Selling Long Term Care Insurance: Tips from the Pros

When it comes to long term care (LTC) insurance, policies can be harder to sell that than the more mainstream policies like auto, home, health and life insurance.


  1. People don't like to think that they might one day need long term care.
  2. Middle-aged consumers are more preoccupied with saving for retirement and putting their kids through college.
  3. Younger consumers don't feel a pressing need to purchase LTC.

Despite these complexities, a career in LTC insurance can be highly lucrative! To help you overcome these obstacles and increase your closing ratio, we at InsureMe have gathered some tips from the pros to help you stay on top of your game.

Creating the Need

The simple fact is that anyone can become incapacitated at any time.
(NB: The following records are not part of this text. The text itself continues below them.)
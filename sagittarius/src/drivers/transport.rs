use std::sync::{Arc, Mutex as StdMutex};
use std::time::Duration;

use tokio::io::{split, AsyncRead, AsyncReadExt, AsyncWrite, AsyncWriteExt};
use tokio::net::TcpStream;
use tokio::sync::broadcast::{self, error::RecvError};
use tokio::sync::Mutex;
use tokio::task::AbortHandle;
use tokio::time::{timeout_at, Instant};
use tokio_serial::SerialPortBuilderExt;
use tracing::{debug, error, info, trace, warn};

use super::BusReply;
use crate::commands::*;
use crate::packets::{FrameDecoder, ServoRequest, ServoResponse};
use crate::{ArmError, ExtractInner, ServoCommand, ServoTelemetry, GRIPPER_SERVO_ID, MAX_INDEXED_SERVOS};
use crate::units::radians_to_wire;

type BoxedWriter = Box<dyn AsyncWrite + Send + Unpin>;
type ResponseSlot = Arc<StdMutex<Option<broadcast::Sender<ServoResponse>>>>;

const RESPONSE_CHANNEL_CAPACITY: usize = 64;

/// Framed link to the servo board.
///
/// A background task decodes every incoming frame and broadcasts the
/// replies. A query subscribes before it writes, then waits for the reply
/// whose command and servo id match, up to its timeout. Writes are
/// serialised through one lock so frames never interleave on the bus.
///
/// Cloning shares the same link.
#[derive(Clone)]
pub struct ServoTransport {
    writer: Arc<Mutex<BoxedWriter>>,
    responses: ResponseSlot,
    reader: AbortHandle,
}

fn lock_slot(slot: &ResponseSlot) -> std::sync::MutexGuard<'_, Option<broadcast::Sender<ServoResponse>>> {
    slot.lock().unwrap_or_else(|poisoned| poisoned.into_inner())
}

pub fn validate_servo_id(id: u8) -> Result<(), ArmError> {
    if (1..=GRIPPER_SERVO_ID).contains(&id) {
        Ok(())
    } else {
        Err(ArmError::InvalidServoId(id))
    }
}

impl ServoTransport {
    /// Opens the serial device of a physical arm.
    pub fn open_serial(path: &str, baud_rate: u32) -> Result<Self, ArmError> {
        let port = tokio_serial::new(path, baud_rate)
            .open_native_async()
            .map_err(|e| ArmError::SerialOpen(format!("{}: {}", path, e)))?;
        info!(path, baud_rate, "opened servo serial port");
        Ok(Self::from_stream(port))
    }

    /// Connects to a virtual servo bus listening on TCP.
    pub async fn connect_tcp(addr: &str) -> Result<Self, ArmError> {
        let stream = TcpStream::connect(addr)
            .await
            .map_err(|e| ArmError::SerialOpen(format!("{}: {}", addr, e)))?;
        info!(addr, "connected to virtual servo bus");
        Ok(Self::from_stream(stream))
    }

    /// Adopts any byte stream. Must be called inside a tokio runtime.
    pub fn from_stream<S>(stream: S) -> Self
    where
        S: AsyncRead + AsyncWrite + Send + 'static,
    {
        let (read_half, write_half) = split(stream);
        let (tx, _rx) = broadcast::channel(RESPONSE_CHANNEL_CAPACITY);
        let responses: ResponseSlot = Arc::new(StdMutex::new(Some(tx.clone())));

        let slot = responses.clone();
        let task = tokio::spawn(async move {
            read_frames(read_half, tx).await;
            lock_slot(&slot).take();
        });

        Self {
            writer: Arc::new(Mutex::new(Box::new(write_half))),
            responses,
            reader: task.abort_handle(),
        }
    }

    /// False once the board closed the link or [`shutdown`](Self::shutdown) ran.
    pub fn is_connected(&self) -> bool {
        lock_slot(&self.responses).is_some()
    }

    fn subscribe(&self) -> Result<broadcast::Receiver<ServoResponse>, ArmError> {
        lock_slot(&self.responses)
            .as_ref()
            .map(|tx| tx.subscribe())
            .ok_or(ArmError::Disconnected)
    }

    /// Frames and writes one request. No acknowledgment is awaited.
    pub async fn send(&self, request: &ServoRequest) -> Result<(), ArmError> {
        if !self.is_connected() {
            return Err(ArmError::Disconnected);
        }
        let bytes = request.encode()?;
        let mut writer = self.writer.lock().await;
        if let Err(e) = writer.write_all(&bytes).await {
            let err = ArmError::FailedToSend(e.to_string());
            error!("{}", err);
            return Err(err);
        }
        writer
            .flush()
            .await
            .map_err(|e| ArmError::FailedToSend(e.to_string()))?;
        trace!(command = ?request.command(), len = bytes.len(), "sent frame");
        Ok(())
    }

    /// Moves one servo to an angle in radians.
    pub async fn write_servo(&self, command: ServoCommand) -> Result<(), ArmError> {
        self.write_servo_batch(&[command]).await
    }

    /// Moves up to six servos with a single frame.
    pub async fn write_servo_batch(&self, commands: &[ServoCommand]) -> Result<(), ArmError> {
        if commands.len() > MAX_INDEXED_SERVOS {
            return Err(ArmError::TooManyServos {
                max: MAX_INDEXED_SERVOS,
                got: commands.len(),
            });
        }
        let positions = commands
            .iter()
            .map(|c| {
                validate_servo_id(c.id)?;
                Ok(ServoPosition {
                    id: c.id,
                    tenth_degrees: radians_to_wire(c.value),
                })
            })
            .collect::<Result<Vec<_>, ArmError>>()?;
        debug!(servos = positions.len(), "writing servo positions");
        self.send(&ServoRequest::SetPositionsById(SetPositionsById::new(positions)))
            .await
    }

    /// Polls one servo's telemetry.
    pub async fn read_servo_status(
        &self,
        id: u8,
        timeout: Duration,
    ) -> Result<BusReply<ServoTelemetry>, ArmError> {
        validate_servo_id(id)?;
        let reply = self
            .query::<GetServoInfoResponse>(ServoRequest::GetServoInfo(GetServoInfo::new(id)), id, timeout)
            .await?;
        Ok(reply.map(|r| r.telemetry))
    }

    /// Reads one servo's present angle in radians.
    pub async fn read_position(&self, id: u8, timeout: Duration) -> Result<BusReply<f64>, ArmError> {
        validate_servo_id(id)?;
        let reply = self
            .query::<ReadPositionResponse>(ServoRequest::ReadPosition(ReadPosition::new(id)), id, timeout)
            .await?;
        Ok(reply.map(|r| r.radians()))
    }

    async fn query<T>(
        &self,
        request: ServoRequest,
        id: u8,
        timeout: Duration,
    ) -> Result<BusReply<T>, ArmError>
    where
        ServoResponse: ExtractInner<T>,
    {
        let mut rx = self.subscribe()?;
        let deadline = Instant::now() + timeout;
        self.send(&request).await?;

        loop {
            match timeout_at(deadline, rx.recv()).await {
                Err(_) => {
                    debug!(id, command = ?request.command(), ?timeout, "servo did not answer");
                    return Ok(BusReply::TimedOut);
                }
                Ok(Ok(response)) => {
                    if response.id() != id {
                        continue;
                    }
                    if let Some(inner) = response.into_inner() {
                        return Ok(BusReply::Received(inner));
                    }
                }
                Ok(Err(RecvError::Lagged(skipped))) => {
                    warn!(skipped, "response channel lagged");
                }
                Ok(Err(RecvError::Closed)) => return Err(ArmError::Disconnected),
            }
        }
    }

    /// Stops the reader and closes the write side. Later calls fail with `Disconnected`.
    pub async fn shutdown(&self) {
        self.close_reader();
        let mut writer = self.writer.lock().await;
        if let Err(e) = writer.shutdown().await {
            debug!("closing servo link: {}", e);
        }
    }

    pub(crate) fn close_reader(&self) {
        self.reader.abort();
        lock_slot(&self.responses).take();
    }
}

async fn read_frames<R>(mut reader: R, tx: broadcast::Sender<ServoResponse>)
where
    R: AsyncRead + Unpin,
{
    let mut decoder = FrameDecoder::new();
    let mut buf = vec![0; 256];

    loop {
        let n = match reader.read(&mut buf).await {
            Ok(0) => {
                warn!("servo link closed by peer");
                return;
            }
            Ok(n) => n,
            Err(e) => {
                error!("servo link read failed: {}", e);
                return;
            }
        };

        decoder.push(&buf[..n]);
        while let Some(decoded) = decoder.next_frame() {
            match decoded.and_then(|frame| ServoResponse::from_frame(&frame)) {
                Ok(response) => {
                    trace!(?response, "received");
                    // No subscriber means nobody is waiting; the reply is dropped.
                    let _ = tx.send(response);
                }
                Err(e) => warn!("dropping frame: {}", e),
            }
        }
    }
}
According to some statistics, by age 32 the chance of becoming disabled for a 90-day period is six times greater than the chance of death. Furthermore, it's estimated that half of all Americans 65 and older will need LTC.

Because most prospects turn their cheek on thoughts of needing long term care, you can create the need for your services by presenting such statistics. Doing so will drive home the point that, at some point in their life, they may need long term care and likely won't have the resources to pay for it.

While you should be careful not to employ scare tactics to make a sale, it's important to pose "what-ifs" to younger and middle-aged clients and prospects.

You might try some of the following:

  • "What if you were permanently injured in an auto accident? How would you pay for it?"
  • "The average cost of LTC services in a skilled nursing home averages $70,000 per year. What if you needed these services for five or ten years?"
  • "Medicare and Medicaid resources are depleting. What if there are not enough funds to support your needs later in life?"

You may also want to ask the client or prospect about the health of their parents. The possible need of long term care often becomes real after the prospect thinks about financially supporting loved ones. At this time, you'll want to remind your prospect that the rates for LTC coverage are much cheaper during younger and middle-aged years—a 45-year old woman would pay an average of $645 per year; a 72-year old woman would pay over $3,600.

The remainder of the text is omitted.